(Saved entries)
BEGIN

impl Dispatcher {
    /// Route each inbound message to the worker that owns its session key,
    /// spawning the worker on first sight of the key. Never waits on a
    /// session queue.
    async fn run(self, mut rx: mpsc::Receiver<InboundMessage>) {
        let (retire_tx, mut retire_rx) = mpsc::unbounded_channel::<Retire>();
        let mut workers: HashMap<SessionKey, SessionSlot> = HashMap::new();
        let mut generation = 0u64;

        loop {
            tokio::select! {
                biased;
                _ = self.intake.cancelled() => break,
                Some(retire) = retire_rx.recv() => {
                    let idle = workers.get(&retire.key).is_some_and(|slot| {
                        slot.generation == retire.generation && slot.sent == retire.handled
                    });
                    if idle {
                        // Dropping the sender lets the worker's recv return None.
                        workers.remove(&retire.key);
                        debug!(session = %retire.key, "retired idle session worker");
                    }
                }
                msg = rx.recv() => match msg {
                    Some(msg) => {
                        let key = msg.session_key.clone();
                        let slot = workers.entry(key.clone()).or_insert_with(|| {
                            generation += 1;
                            self.spawn_worker(key.clone(), generation, retire_tx.clone())
                        });
                        match slot.tx.try_send(msg) {
                            Ok(()) => slot.sent += 1,
                            Err(mpsc::error::TrySendError::Full(msg)) => {
                                warn!(session = %key, capacity = self.capacity, "session queue full, sending busy reply");
                                let registry = Arc::clone(&self.registry);
                                self.tracker.spawn(async move {
                                    send_reply(&registry, &msg, BUSY_REPLY.to_string()).await;
                                });
                            }
                            Err(mpsc::error::TrySendError::Closed(msg)) => {
                                warn!(session = %key, "session worker gone, starting a new one");
                                generation += 1;
                                let mut fresh = self.spawn_worker(key.clone(), generation, retire_tx.clone());
                                // A new queue always has room for one message.
                                if fresh.tx.try_send(msg).is_ok() {
                                    fresh.sent = 1;
                                }
                                workers.insert(key, fresh);
                            }
                        }
                    }
                    None => break,
                },
            }
            self.active.store(workers.len(), Ordering::SeqCst);
        }

        if self.intake.is_cancelled() {
            // Accepted by an adapter but never routed to a worker.
            while let Ok(msg) = rx.try_recv() {
                send_reply(&self.registry, &msg, SHUTDOWN_REPLY.to_string()).await;
            }
        }
        debug!(sessions = workers.len(), "dispatcher exiting");
        drop(workers);
        self.active.store(0, Ordering::SeqCst);
    }

    fn spawn_worker(
        &self,
        key: SessionKey,
        generation: u64,
        retire: mpsc::UnboundedSender<Retire>,
    ) -> SessionSlot {
        debug!(session = %key, "spawning session worker");
        let (tx, rx) = mpsc::channel(self.capacity);
        let worker = SessionWorker {
            key,
            generation,
            registry: Arc::clone(&self.registry),
            handler: Arc::clone(&self.handler),
            intake: self.intake.clone(),
            idle: self.idle,
            retire,
        };
        self.tracker.spawn(worker.run(rx));
        SessionSlot {
            generation,
            tx,
            sent: 0,
        }
    }
}

struct SessionWorker {
    key: SessionKey,
    generation: u64,
    registry: Arc<Registry>,
    handler: Arc<dyn MessageHandler>,
    intake: CancellationToken,
    idle: Duration,
    retire: mpsc::UnboundedSender<Retire>,
}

END

● **Your instructions**
Working down from the line that contains "for one message.", retype each line exactly through the last line of the data, and give nothing else.

● **Result**
                                // A new queue always has room for one message.
                                if fresh.tx.try_send(msg).is_ok() {
                                    fresh.sent = 1;
                                }
                                workers.insert(key, fresh);
                            }
                        }
                    }
                    None => break,
                },
            }
            self.active.store(workers.len(), Ordering::SeqCst);
        }

        if self.intake.is_cancelled() {
            // Accepted by an adapter but never routed to a worker.
            while let Ok(msg) = rx.try_recv() {
                send_reply(&self.registry, &msg, SHUTDOWN_REPLY.to_string()).await;
            }
        }
        debug!(sessions = workers.len(), "dispatcher exiting");
        drop(workers);
        self.active.store(0, Ordering::SeqCst);
    }

    fn spawn_worker(
        &self,
        key: SessionKey,
        generation: u64,
        retire: mpsc::UnboundedSender<Retire>,
    ) -> SessionSlot {
        debug!(session = %key, "spawning session worker");
        let (tx, rx) = mpsc::channel(self.capacity);
        let worker = SessionWorker {
            key,
            generation,
            registry: Arc::clone(&self.registry),
            handler: Arc::clone(&self.handler),
            intake: self.intake.clone(),
            idle: self.idle,
            retire,
        };
        self.tracker.spawn(worker.run(rx));
        SessionSlot {
            generation,
            tx,
            sent: 0,
        }
    }
}

struct SessionWorker {
    key: SessionKey,
    generation: u64,
    registry: Arc<Registry>,
    handler: Arc<dyn MessageHandler>,
    intake: CancellationToken,
    idle: Duration,
    retire: mpsc::UnboundedSender<Retire>,
}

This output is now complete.